エレキギターの音と甲高いボーカルの声が目立ったハードロック
NG理由:
音源の性質上ある程度の大音量ではないと不自然なためうるさくなりがちで
会話の声が聞き取りづらくなったり、音のせいでゆっくりした雰囲気が損なわれてしまい、結果的に居心地が悪くなってしまう。
Jポップ
NG理由:
音楽としてJポップを否定的に捉えているわけではないと前置きしますが
カフェを利用する客層を考えると、その空間の文化レベルが低く感じられる
ボーカルが主役の場合がほとんどで、歌声の比重が大きく設計された音楽で
その周波数帯と同じ、人の会話の声の妨げとなる可能性が高い
日本語が母国語の人にとっては無意識に歌詞が意味として頭に流れ込み
会話や読書の妨げ、ひいては雰囲気自体に影響する可能性がある…など。
クラシック
NG理由:
余程の場所でない限り、クラシックをBGMにすると
優雅すぎたり、それ故でもある緊張感を場にもたらします。
そしてその音楽性から、演奏のダイナミックレンジが広く
つまり、音の小さいところと大きいところが極端な場合が多いジャンルで
これまた、BGMというにはかなり主張が強め、ということになります。
まだまだありますが、共通するNGポイントは
カフェの居心地や利用目的に悪影響がある可能性が高い
ということです。
では、ピアノトリオのジャズがなぜ良いのか解説します。
ジャズのピアノトリオとは例外を除き
ピアノ・ベース・ドラムの編成です。
それらはほとんどの場合、アコースティック楽器で
余程の意図がない限り、音響的にもアコースティック(=ナチュラル)な
質感でレコーディング〜ミキシング〜マスタリングを経て発表されます。
ここでのポイントは「ナチュラル」です。
人間の耳は、電気的に変質させた音(例:エレキギターのギャンギャン音)と、そうでない自然な音(アコースティック ギターを爪弾く音)をよく聴き分けます。
そして自然な音質は、人間の耳にも空間にも違和感なく馴染み、まさに背景となる音楽にふさわしいのです。
また、ピアノトリオはボーカル(つまり人間の声)が入っておらず、多くの場合は会話の妨げになるような周波数帯が大きく出過ぎる音には作られておらず、この点でもBGMとして適しています。
また、ジャズ愛好家の筆者としては少し気兼ねしなくもないのですが、ジャズのもつパブリックイメージを拝借することで、上質さや大人っぽさ、馬鹿みたいで嫌ですが、お洒落な感じも手軽に空間に付与することができます。

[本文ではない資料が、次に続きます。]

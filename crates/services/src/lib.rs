#![forbid(unsafe_code)]

pub mod analytics_service;
pub mod config;
pub mod error;
pub mod practice;
pub mod review_session;
pub mod telemetry;

pub use learn_core::Clock;

pub use analytics_service::AnalyticsService;
pub use config::{PracticeConfig, TelemetryConfig};
pub use error::{ConfigError, SessionError, SinkError, TelemetryError};
pub use practice::{
    Countdown, CountdownEvent, DrillResult, DrillStep, PracticeHooks, PracticeResult,
    QuestionPool, Quiz, QuizOptions, QuizResult, QuizStep, ResultListener, SpeedDrill,
};
pub use review_session::{ReviewSession, ReviewSummary};
pub use telemetry::{
    EventSink, FanoutSink, FlushReport, HttpSink, RecordingSink, TelemetryCollector,
    TelemetryHandle, TracingSink,
};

小気味の良いリズムと、どこかで聴いたことがありそうな曲(ジャズにはスタンダード曲と呼ばれる有名曲がたくさんあり、本当に多くのミュージシャンが、それぞれ同じ曲を発表しています)に少し親近感をもつこともあるでしょう。
カフェにおけるピアノトリオのジャズが良いBGMである理由としては
もう十分かもしれませんが、良いところを挙げれば、正直、枚挙にいとまがありません。
そして、もっと発展的なBGMの選択メソッドもあります。
複数組の客が在店している場合の最大公約数となるBGMの決め方や
季節や天候、時間帯、年齢性別、だれと居る、何をしている、などに応じて
適宜BGMを合わせていくのです。
長くなりますので、それはまた次の機会に。